## DATASET RECORDS
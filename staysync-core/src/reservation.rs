//! Reservation records owned by the backend.

use chrono::NaiveDate;
use serde::{Deserialize, Deserializer, Serialize};
use std::fmt;

use crate::date_range::{DateRange, parse_date_token};
use crate::property::{opt_string_or_number, string_or_number};

#[derive(Debug, Clone, Copy, PartialEq, Eq, Serialize, Deserialize)]
#[serde(rename_all = "lowercase")]
pub enum ReservationStatus {
    Draft,
    Sent,
    Signed,
    Confirmed,
    Cancelled,
    #[serde(other)]
    Unknown,
}

impl fmt::Display for ReservationStatus {
    fn fmt(&self, f: &mut fmt::Formatter<'_>) -> fmt::Result {
        let s = match self {
            ReservationStatus::Draft => "draft",
            ReservationStatus::Sent => "sent",
            ReservationStatus::Signed => "signed",
            ReservationStatus::Confirmed => "confirmed",
            ReservationStatus::Cancelled => "cancelled",
            ReservationStatus::Unknown => "unknown",
        };
        write!(f, "{s}")
    }
}

#[derive(Debug, Clone, Serialize, Deserialize)]
#[serde(rename_all = "camelCase")]
pub struct Reservation {
    #[serde(deserialize_with = "string_or_number")]
    pub id: String,
    #[serde(deserialize_with = "string_or_number")]
    pub property_id: String,
    #[serde(deserialize_with = "lenient_date")]
    pub start_date: NaiveDate,
    #[serde(deserialize_with = "lenient_date")]
    pub end_date: NaiveDate,
    pub status: ReservationStatus,
    #[serde(rename = "calendarEventUID", default)]
    pub calendar_event_uid: Option<String>,
    #[serde(default)]
    pub booking_source: Option<String>,
    #[serde(default, deserialize_with = "opt_string_or_number")]
    pub created_by_user_id: Option<String>,
}

impl Reservation {
    pub fn range(&self) -> DateRange {
        DateRange::new(self.start_date, self.end_date)
    }

    pub fn is_cancelled(&self) -> bool {
        self.status == ReservationStatus::Cancelled
    }
}

/// Body of `POST /api/v1/reservations` for reservations created from a feed.
#[derive(Debug, Clone, PartialEq, Eq, Serialize, Deserialize)]
#[serde(rename_all = "camelCase")]
pub struct NewReservation {
    pub property_id: String,
    pub start_date: NaiveDate,
    pub end_date: NaiveDate,
    pub status: ReservationStatus,
    pub booking_source: String,
    pub created_by_user_id: String,
    #[serde(rename = "calendarEventUID")]
    pub calendar_event_uid: String,
}

impl NewReservation {
    /// A draft reservation sourced from an external calendar feed.
    pub fn draft_from_feed(
        property_id: &str,
        range: DateRange,
        source: &str,
        user_id: &str,
        uid: &str,
    ) -> Self {
        NewReservation {
            property_id: property_id.to_string(),
            start_date: range.start,
            end_date: range.end,
            status: ReservationStatus::Draft,
            booking_source: source.to_string(),
            created_by_user_id: user_id.to_string(),
            calendar_event_uid: uid.to_string(),
        }
    }
}

/// Answer of the availability check.
#[derive(Debug, Clone, Serialize, Deserialize)]
#[serde(rename_all = "camelCase")]
pub struct AvailabilityReport {
    pub available: bool,
    #[serde(default)]
    pub conflicting_reservations: Vec<Reservation>,
}

/// Backend dates arrive as `2025-07-10` or full ISO timestamps.
fn lenient_date<'de, D>(deserializer: D) -> Result<NaiveDate, D::Error>
where
    D: Deserializer<'de>,
{
    let raw = String::deserialize(deserializer)?;
    parse_date_token(&raw).map_err(serde::de::Error::custom)
}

## TASK DETAILS
Scan the material above for the string "crate" and copy every line that has it.

## WRITTEN RESPONSE
use crate::date_range::{DateRange, parse_date_token};
use crate::property::{opt_string_or_number, string_or_number};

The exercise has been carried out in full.